(Data records)
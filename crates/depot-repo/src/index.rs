//! SQLite-backed artifact index
//!
//! Features:
//! - WAL mode for better concurrency
//! - Scoped predicate search with skip/limit pagination
//! - Distinct-coordinate counting across repositories
//! - Auto-recovery on corruption

use chrono::{DateTime, Utc};
use depot_core::{RepositoryKey, RepositoryPath};
use rusqlite::types::Value;
use rusqlite::{Connection, OpenFlags, OptionalExtension, Row, params, params_from_iter};
use serde::Serialize;
use std::path::{Path, PathBuf};
use std::sync::{Mutex, MutexGuard, PoisonError};

use crate::error::Result;

const COLUMNS: &str = "storage_id, repository_id, path, coordinates, size, md5, sha1, \
                       cached, pinned, created, last_updated, last_used";

/// Persistence record of one stored or cached artifact
#[derive(Debug, Clone, PartialEq, Serialize)]
pub struct ArtifactEntry {
    pub storage_id: String,
    pub repository_id: String,
    /// Path relative to the repository base directory
    pub path: String,
    /// Canonical coordinates, the de-duplication key
    pub coordinates: String,
    pub size: u64,
    pub md5: Option<String>,
    pub sha1: Option<String>,
    /// Bytes are present locally
    pub cached: bool,
    /// Exempt from eviction
    pub pinned: bool,
    pub created: DateTime<Utc>,
    pub last_updated: DateTime<Utc>,
    pub last_used: DateTime<Utc>,
}

impl ArtifactEntry {
    /// New cached entry for a committed path
    ///
    /// Returns `None` for paths without coordinates (metadata, checksums).
    pub fn for_path(path: &RepositoryPath, size: u64) -> Option<Self> {
        let coordinates = path.coordinates()?;
        let now = Utc::now();
        Some(Self {
            storage_id: path.storage_id().to_string(),
            repository_id: path.repository_id().to_string(),
            path: path.relative().to_string(),
            coordinates: coordinates.to_string(),
            size,
            md5: None,
            sha1: None,
            cached: true,
            pinned: false,
            created: now,
            last_updated: now,
            last_used: now,
        })
    }

    pub fn with_checksums(mut self, md5: impl Into<String>, sha1: impl Into<String>) -> Self {
        self.md5 = Some(md5.into());
        self.sha1 = Some(sha1.into());
        self
    }

    pub fn key(&self) -> RepositoryKey {
        RepositoryKey::new(&self.storage_id, &self.repository_id)
    }

    fn from_row(row: &Row<'_>) -> rusqlite::Result<Self> {
        Ok(Self {
            storage_id: row.get(0)?,
            repository_id: row.get(1)?,
            path: row.get(2)?,
            coordinates: row.get(3)?,
            size: row.get::<_, i64>(4)?.max(0) as u64,
            md5: row.get(5)?,
            sha1: row.get(6)?,
            cached: row.get(7)?,
            pinned: row.get(8)?,
            created: from_millis(row.get(9)?),
            last_updated: from_millis(row.get(10)?),
            last_used: from_millis(row.get(11)?),
        })
    }
}

fn from_millis(ms: i64) -> DateTime<Utc> {
    DateTime::from_timestamp_millis(ms).unwrap_or_default()
}

/// Filter applied to index queries
#[derive(Debug, Clone, Default, PartialEq)]
pub struct ArtifactPredicate {
    /// Only paths starting with this prefix
    pub path_prefix: Option<String>,
    /// Only entries whose coordinates contain this text
    pub query: Option<String>,
    /// Only entries with exactly these coordinates
    pub coordinates: Option<String>,
}

impl ArtifactPredicate {
    /// Match every artifact
    pub fn all() -> Self {
        Self::default()
    }

    pub fn with_prefix(mut self, prefix: impl Into<String>) -> Self {
        self.path_prefix = Some(prefix.into());
        self
    }

    pub fn with_query(mut self, query: impl Into<String>) -> Self {
        self.query = Some(query.into());
        self
    }

    pub fn with_coordinates(mut self, coordinates: impl Into<String>) -> Self {
        self.coordinates = Some(coordinates.into());
        self
    }
}

/// Skip / limit window over an ordered result
#[derive(Debug, Clone, Copy, Default, PartialEq, Eq)]
pub struct Paginator {
    pub skip: u64,
    /// `None` means unbounded
    pub limit: Option<u64>,
}

impl Paginator {
    pub fn new(skip: u64, limit: u64) -> Self {
        Self {
            skip,
            limit: Some(limit),
        }
    }

    pub fn unbounded() -> Self {
        Self::default()
    }

    /// Exclusive end of the window, if bounded
    pub fn end(&self) -> Option<u64> {
        self.limit.map(|limit| self.skip.saturating_add(limit))
    }

    /// Apply the window to an in-memory list
    pub fn slice<T>(&self, items: Vec<T>) -> Vec<T> {
        let skip = usize::try_from(self.skip).unwrap_or(usize::MAX);
        let iter = items.into_iter().skip(skip);
        match self.limit {
            Some(limit) => iter.take(usize::try_from(limit).unwrap_or(usize::MAX)).collect(),
            None => iter.collect(),
        }
    }
}

/// SQLite index of artifact entries
pub struct ArtifactIndex {
    conn: Mutex<Connection>,
}

impl ArtifactIndex {
    /// Open or create the index at a specific path
    pub fn open_at(path: &Path) -> Result<Self> {
        if let Some(parent) = path.parent() {
            std::fs::create_dir_all(parent)?;
        }

        match Self::open_file(path) {
            Ok(index) => Ok(index),
            Err(e) => {
                // If corrupted, delete and recreate
                tracing::warn!("Artifact index corrupted, recreating: {}", e);
                if path.exists() {
                    std::fs::remove_file(path)?;
                }
                Self::open_file(path)
            }
        }
    }

    fn open_file(path: &Path) -> Result<Self> {
        let conn = Connection::open_with_flags(
            path,
            OpenFlags::SQLITE_OPEN_READ_WRITE | OpenFlags::SQLITE_OPEN_CREATE,
        )?;
        conn.pragma_update(None, "journal_mode", "WAL")?;
        conn.pragma_update(None, "synchronous", "NORMAL")?;
        Self::init(conn)
    }

    /// Open an in-memory index (for testing)
    pub fn open_memory() -> Result<Self> {
        Self::init(Connection::open_in_memory()?)
    }

    /// Index location under a storage root
    pub fn default_path(root: &Path) -> PathBuf {
        root.join("artifacts.db")
    }

    fn init(conn: Connection) -> Result<Self> {
        conn.execute_batch(
            r#"
            CREATE TABLE IF NOT EXISTS artifacts (
                id INTEGER PRIMARY KEY,
                storage_id TEXT NOT NULL,
                repository_id TEXT NOT NULL,
                path TEXT NOT NULL,
                coordinates TEXT NOT NULL,
                size INTEGER NOT NULL DEFAULT 0,
                md5 TEXT,
                sha1 TEXT,
                cached INTEGER NOT NULL DEFAULT 1,
                pinned INTEGER NOT NULL DEFAULT 0,
                created INTEGER NOT NULL,
                last_updated INTEGER NOT NULL,
                last_used INTEGER NOT NULL,
                UNIQUE(storage_id, repository_id, path)
            );

            CREATE INDEX IF NOT EXISTS idx_artifacts_repo ON artifacts(storage_id, repository_id);
            CREATE INDEX IF NOT EXISTS idx_artifacts_coordinates ON artifacts(coordinates);
            CREATE INDEX IF NOT EXISTS idx_artifacts_last_used ON artifacts(last_used);
            "#,
        )?;

        Ok(Self {
            conn: Mutex::new(conn),
        })
    }

    fn conn(&self) -> MutexGuard<'_, Connection> {
        self.conn.lock().unwrap_or_else(PoisonError::into_inner)
    }

    /// Insert or replace an entry, keeping its original creation time
    pub fn upsert(&self, entry: &ArtifactEntry) -> Result<()> {
        self.conn().execute(
            r#"
            INSERT INTO artifacts (storage_id, repository_id, path, coordinates, size, md5, sha1,
                                   cached, pinned, created, last_updated, last_used)
            VALUES (?1, ?2, ?3, ?4, ?5, ?6, ?7, ?8, ?9, ?10, ?11, ?12)
            ON CONFLICT(storage_id, repository_id, path) DO UPDATE SET
                coordinates = excluded.coordinates,
                size = excluded.size,
                md5 = excluded.md5,
                sha1 = excluded.sha1,
                cached = excluded.cached,
                last_updated = excluded.last_updated,
                last_used = excluded.last_used
            "#,
            params![
                entry.storage_id,
                entry.repository_id,
                entry.path,
                entry.coordinates,
                i64::try_from(entry.size).unwrap_or(i64::MAX),
                entry.md5,
                entry.sha1,
                entry.cached,
                entry.pinned,
                entry.created.timestamp_millis(),
                entry.last_updated.timestamp_millis(),
                entry.last_used.timestamp_millis(),
            ],
        )?;
        Ok(())
    }

    /// Get an entry
    pub fn get(&self, key: &RepositoryKey, path: &str) -> Result<Option<ArtifactEntry>> {
        let conn = self.conn();
        let mut stmt = conn.prepare(&format!(
            "SELECT {COLUMNS} FROM artifacts \
             WHERE storage_id = ?1 AND repository_id = ?2 AND path = ?3"
        ))?;
        let entry = stmt
            .query_row(params![key.storage_id, key.repository_id, path], ArtifactEntry::from_row)
            .optional()?;
        Ok(entry)
    }

    /// Record a use of an entry (proxy cache hit)
    pub fn touch(&self, key: &RepositoryKey, path: &str) -> Result<bool> {
        let updated = self.conn().execute(
            "UPDATE artifacts SET last_used = ?4 \
             WHERE storage_id = ?1 AND repository_id = ?2 AND path = ?3",
            params![key.storage_id, key.repository_id, path, Utc::now().timestamp_millis()],
        )?;
        Ok(updated > 0)
    }

    /// Remove an entry
    pub fn remove(&self, key: &RepositoryKey, path: &str) -> Result<bool> {
        let removed = self.conn().execute(
            "DELETE FROM artifacts WHERE storage_id = ?1 AND repository_id = ?2 AND path = ?3",
            params![key.storage_id, key.repository_id, path],
        )?;
        Ok(removed > 0)
    }

    /// Remove every entry of a repository
    pub fn remove_repository(&self, key: &RepositoryKey) -> Result<usize> {
        let mut conn = self.conn();
        let tx = conn.transaction()?;
        let removed = tx.execute(
            "DELETE FROM artifacts WHERE storage_id = ?1 AND repository_id = ?2",
            params![key.storage_id, key.repository_id],
        )?;
        tx.commit()?;
        Ok(removed)
    }

    /// Pin or unpin an entry
    pub fn set_pinned(&self, key: &RepositoryKey, path: &str, pinned: bool) -> Result<bool> {
        let updated = self.conn().execute(
            "UPDATE artifacts SET pinned = ?4 \
             WHERE storage_id = ?1 AND repository_id = ?2 AND path = ?3",
            params![key.storage_id, key.repository_id, path, pinned],
        )?;
        Ok(updated > 0)
    }

    /// Cached entries of the given repositories matching a predicate, ordered
    /// by path and windowed by the paginator
    pub fn search(
        &self,
        scope: &[RepositoryKey],
        predicate: &ArtifactPredicate,
        paginator: &Paginator,
    ) -> Result<Vec<ArtifactEntry>> {
        if scope.is_empty() {
            return Ok(Vec::new());
        }

        let (filter, mut values) = where_clause(scope, predicate);
        values.push(Value::Integer(
            paginator
                .limit
                .map(|l| i64::try_from(l).unwrap_or(i64::MAX))
                .unwrap_or(-1),
        ));
        values.push(Value::Integer(i64::try_from(paginator.skip).unwrap_or(i64::MAX)));

        let sql = format!(
            "SELECT {COLUMNS} FROM artifacts WHERE {filter} \
             ORDER BY path, storage_id, repository_id LIMIT ? OFFSET ?"
        );

        let conn = self.conn();
        let mut stmt = conn.prepare(&sql)?;
        let entries = stmt
            .query_map(params_from_iter(values), ArtifactEntry::from_row)?
            .collect::<rusqlite::Result<Vec<_>>>()?;
        Ok(entries)
    }

    /// Number of distinct coordinates across the given repositories
    pub fn count(&self, scope: &[RepositoryKey], predicate: &ArtifactPredicate) -> Result<u64> {
        if scope.is_empty() {
            return Ok(0);
        }

        let (filter, values) = where_clause(scope, predicate);
        let sql = format!("SELECT COUNT(DISTINCT coordinates) FROM artifacts WHERE {filter}");

        let conn = self.conn();
        let count: i64 = conn.query_row(&sql, params_from_iter(values), |row| row.get(0))?;
        Ok(count.max(0) as u64)
    }

    /// Cached, non-pinned entries of a repository last used before `cutoff`
    pub fn find_stale(
        &self,
        key: &RepositoryKey,
        cutoff: DateTime<Utc>,
    ) -> Result<Vec<ArtifactEntry>> {
        let conn = self.conn();
        let mut stmt = conn.prepare(&format!(
            "SELECT {COLUMNS} FROM artifacts \
             WHERE storage_id = ?1 AND repository_id = ?2 \
               AND cached = 1 AND pinned = 0 AND last_used < ?3 \
             ORDER BY last_used"
        ))?;
        let entries = stmt
            .query_map(
                params![key.storage_id, key.repository_id, cutoff.timestamp_millis()],
                ArtifactEntry::from_row,
            )?
            .collect::<rusqlite::Result<Vec<_>>>()?;
        Ok(entries)
    }
}

/// Build `(scope OR ...) AND cached AND predicate` with positional values
fn where_clause(scope: &[RepositoryKey], predicate: &ArtifactPredicate) -> (String, Vec<Value>) {
    let mut values = Vec::with_capacity(scope.len() * 2 + 3);

    let repos = scope
        .iter()
        .map(|key| {
            values.push(Value::Text(key.storage_id.clone()));
            values.push(Value::Text(key.repository_id.clone()));
            "(storage_id = ? AND repository_id = ?)"
        })
        .collect::<Vec<_>>()
        .join(" OR ");

    let mut filter = format!("({repos}) AND cached = 1");

    if let Some(prefix) = &predicate.path_prefix {
        filter.push_str(" AND substr(path, 1, length(?)) = ?");
        values.push(Value::Text(prefix.clone()));
        values.push(Value::Text(prefix.clone()));
    }
    if let Some(query) = &predicate.query {
        filter.push_str(" AND instr(coordinates, ?) > 0");
        values.push(Value::Text(query.clone()));
    }
    if let Some(coordinates) = &predicate.coordinates {
        filter.push_str(" AND coordinates = ?");
        values.push(Value::Text(coordinates.clone()));
    }

    (filter, values)
}

impl std::fmt::Debug for ArtifactIndex {
    fn fmt(&self, f: &mut std::fmt::Formatter<'_>) -> std::fmt::Result {
        f.debug_struct("ArtifactIndex").finish_non_exhaustive()
    }
}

Instructions for the task - From the data above, return every line from the line that has "fn init(conn: Connection)" up to and including the line that has "repository_id TEXT NOT", exactly.

Result of this exercise -
    fn init(conn: Connection) -> Result<Self> {
        conn.execute_batch(
            r#"
            CREATE TABLE IF NOT EXISTS artifacts (
                id INTEGER PRIMARY KEY,
                storage_id TEXT NOT NULL,
                repository_id TEXT NOT NULL,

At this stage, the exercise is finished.